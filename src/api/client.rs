use super::logging::{debug_payload_enabled, emit_debug_payload};
use super::stream::CompletionStream;
use crate::config::Config;
use crate::types::{
    ApiMessage, CompletionRequest, CompletionResponse, ToolCall, ToolChoice, ToolDefinition,
};
use crate::util::{is_local_endpoint_url, preview};
use anyhow::{anyhow, bail, Result};
use bytes::Bytes;
use futures::{Stream, StreamExt};
use std::pin::Pin;
#[cfg(test)]
use std::sync::Arc;
use tokio_util::sync::CancellationToken;

pub type ByteStream = Pin<Box<dyn Stream<Item = Result<Bytes>> + Send>>;

#[cfg(test)]
pub trait MockStreamProducer: Send + Sync {
    fn create_mock_stream(&self, params: &CompletionParams) -> Result<ByteStream>;

    fn create_mock_completion(&self, _params: &CompletionParams) -> Result<Completion> {
        Err(anyhow!("mock: no non-streaming response configured"))
    }

    fn mock_models(&self) -> Result<Vec<String>> {
        Err(anyhow!("mock: no model list configured"))
    }
}

/// Everything one completion request needs, independent of streaming mode.
#[derive(Debug, Clone, PartialEq)]
pub struct CompletionParams {
    pub model: String,
    pub messages: Vec<ApiMessage>,
    pub tools: Vec<ToolDefinition>,
    pub tool_choice: ToolChoice,
    pub parallel_tool_calls: bool,
}

impl CompletionParams {
    pub fn new(model: impl Into<String>, messages: Vec<ApiMessage>) -> Self {
        Self {
            model: model.into(),
            messages,
            tools: Vec::new(),
            tool_choice: ToolChoice::Auto,
            parallel_tool_calls: true,
        }
    }

    pub fn with_tools(mut self, tools: Vec<ToolDefinition>) -> Self {
        self.tools = tools;
        self
    }

    fn to_request(&self, stream: bool) -> CompletionRequest<'_> {
        // Tool options are only meaningful when tools are offered.
        let has_tools = !self.tools.is_empty();
        CompletionRequest {
            model: &self.model,
            messages: &self.messages,
            stream,
            tools: has_tools.then_some(self.tools.as_slice()),
            tool_choice: has_tools.then_some(self.tool_choice),
            parallel_tool_calls: has_tools.then_some(self.parallel_tool_calls),
        }
    }
}

/// Result of a non-streaming completion.
#[derive(Debug, Clone, Default, PartialEq)]
pub struct Completion {
    pub content: String,
    pub tool_calls: Vec<ToolCall>,
}

#[derive(Clone)]
pub struct ApiClient {
    http: reqwest::Client,
    api_key: Option<String>,
    api_url: String,
    app_title: String,
    app_referer: Option<String>,
    stream_update_every: usize,
    #[cfg(test)]
    mock_stream_producer: Option<Arc<dyn MockStreamProducer>>,
}

impl ApiClient {
    pub fn new(config: &Config) -> Result<Self> {
        Ok(Self {
            http: reqwest::Client::new(),
            api_key: config.api_key.clone(),
            api_url: config.api_url.trim_end_matches('/').to_string(),
            app_title: config.app_title.clone(),
            app_referer: config.app_referer.clone(),
            stream_update_every: config.stream_update_every.max(1),
            #[cfg(test)]
            mock_stream_producer: None,
        })
    }

    #[cfg(test)]
    pub fn new_mock(mock_producer: Arc<dyn MockStreamProducer>) -> Self {
        Self {
            http: reqwest::Client::new(),
            api_key: Some("mock-key".to_string()),
            api_url: "http://localhost:8000/v1".to_string(),
            app_title: crate::config::DEFAULT_APP_TITLE.to_string(),
            app_referer: None,
            stream_update_every: 1,
            mock_stream_producer: Some(mock_producer),
        }
    }

    #[cfg(test)]
    pub fn without_api_key(mut self) -> Self {
        self.api_key = None;
        self
    }

    pub fn has_api_key(&self) -> bool {
        self.api_key.as_deref().is_some_and(|key| !key.trim().is_empty())
    }

    pub fn api_url(&self) -> &str {
        &self.api_url
    }

    /// Open a streamed completion. The returned stream stops early when
    /// `cancel` fires.
    pub async fn create_stream(
        &self,
        params: &CompletionParams,
        cancel: CancellationToken,
    ) -> Result<CompletionStream> {
        #[cfg(test)]
        {
            if let Some(producer) = &self.mock_stream_producer {
                let bytes = producer.create_mock_stream(params)?;
                return Ok(CompletionStream::new(bytes, self.stream_update_every, cancel));
            }
        }

        let request_url = self.completions_url();
        let payload = serde_json::to_value(params.to_request(true))?;
        if debug_payload_enabled() {
            emit_debug_payload(&request_url, &payload);
        }
        tracing::debug!(
            model = %params.model,
            messages = params.messages.len(),
            tools = params.tools.len(),
            "opening completion stream"
        );

        let request = async {
            let response = self
                .post(&request_url)
                .json(&payload)
                .send()
                .await
                .map_err(|error| map_api_request_error(error, &request_url))?;
            ensure_success(response, &request_url).await
        };
        let response = tokio::select! {
            _ = cancel.cancelled() => bail!("completion request cancelled"),
            result = request => result?,
        };

        let request_url_for_stream = request_url.clone();
        let bytes = response.bytes_stream().map(move |item| {
            item.map_err(|error| map_api_request_error(error, &request_url_for_stream))
        });
        Ok(CompletionStream::new(
            Box::pin(bytes),
            self.stream_update_every,
            cancel,
        ))
    }

    /// Single-shot completion used when streaming fails.
    pub async fn complete(
        &self,
        params: &CompletionParams,
        cancel: CancellationToken,
    ) -> Result<Completion> {
        #[cfg(test)]
        {
            if let Some(producer) = &self.mock_stream_producer {
                return producer.create_mock_completion(params);
            }
        }

        let request_url = self.completions_url();
        let payload = serde_json::to_value(params.to_request(false))?;
        if debug_payload_enabled() {
            emit_debug_payload(&request_url, &payload);
        }

        let request = async {
            let response = self
                .post(&request_url)
                .json(&payload)
                .send()
                .await
                .map_err(|error| map_api_request_error(error, &request_url))?;
            let response = ensure_success(response, &request_url).await?;
            let body: CompletionResponse = response
                .json()
                .await
                .map_err(|error| map_api_request_error(error, &request_url))?;
            Ok::<_, anyhow::Error>(completion_from_response(body))
        };

        tokio::select! {
            _ = cancel.cancelled() => Err(anyhow!("completion request cancelled")),
            result = request => result,
        }
    }

    pub(super) fn get(&self, url: &str) -> reqwest::RequestBuilder {
        self.with_headers(self.http.get(url))
    }

    fn post(&self, url: &str) -> reqwest::RequestBuilder {
        self.with_headers(self.http.post(url))
            .header("content-type", "application/json")
    }

    fn with_headers(&self, mut request: reqwest::RequestBuilder) -> reqwest::RequestBuilder {
        if let Some(api_key) = &self.api_key {
            request = request.header("authorization", format!("Bearer {api_key}"));
        }
        if let Some(referer) = &self.app_referer {
            request = request.header("HTTP-Referer", referer);
        }
        request.header("X-Title", &self.app_title)
    }

    #[cfg(test)]
    pub(super) fn mock_producer(&self) -> Option<&Arc<dyn MockStreamProducer>> {
        self.mock_stream_producer.as_ref()
    }

    fn completions_url(&self) -> String {
        adapt_to_chat_completions_url(&self.api_url)
    }
}

fn completion_from_response(body: CompletionResponse) -> Completion {
    let Some(message) = body.choices.into_iter().next().and_then(|c| c.message) else {
        return Completion::default();
    };

    let tool_calls = message
        .tool_calls
        .unwrap_or_default()
        .into_iter()
        .enumerate()
        .map(|(index, mut call)| {
            call.index = index;
            call
        })
        .filter(ToolCall::is_complete)
        .collect();

    Completion {
        content: message.content.unwrap_or_default(),
        tool_calls,
    }
}

pub(super) async fn ensure_success(
    response: reqwest::Response,
    request_url: &str,
) -> Result<reqwest::Response> {
    let status = response.status();
    if status.is_success() {
        return Ok(response);
    }
    let body = response.text().await.unwrap_or_default();
    bail!(
        "API endpoint '{}' returned HTTP {}: {}",
        request_url,
        status,
        preview(body.trim(), 500)
    )
}

pub(super) fn map_api_request_error(error: reqwest::Error, request_url: &str) -> anyhow::Error {
    if error.is_connect() && is_local_endpoint_url(request_url) {
        return anyhow!(
            "cannot reach local API endpoint '{}': {}. Start your local server or update CHATLOOP_API_URL.",
            request_url,
            error
        );
    }
    if error.is_connect() {
        return anyhow!("cannot reach API endpoint '{}': {}", request_url, error);
    }
    if error.is_timeout() {
        return anyhow!("API request to '{}' timed out: {}", request_url, error);
    }
    if let Some(status) = error.status() {
        return anyhow!(
            "API endpoint '{}' returned HTTP {}: {}",
            request_url,
            status,
            error
        );
    }
    anyhow!("API request to '{}' failed: {}", request_url, error)
}

fn adapt_to_chat_completions_url(api_url: &str) -> String {
    let normalized = api_url.trim_end_matches('/');
    if normalized.ends_with("/chat/completions") {
        return normalized.to_string();
    }
    format!("{normalized}/chat/completions")
}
# # # # # # #
• Task prompt: The lines to report are those in the material above that contain the word "bail"; copy every one of them.

• Reply to the task:
use anyhow::{anyhow, bail, Result};
            _ = cancel.cancelled() => bail!("completion request cancelled"),
    bail!(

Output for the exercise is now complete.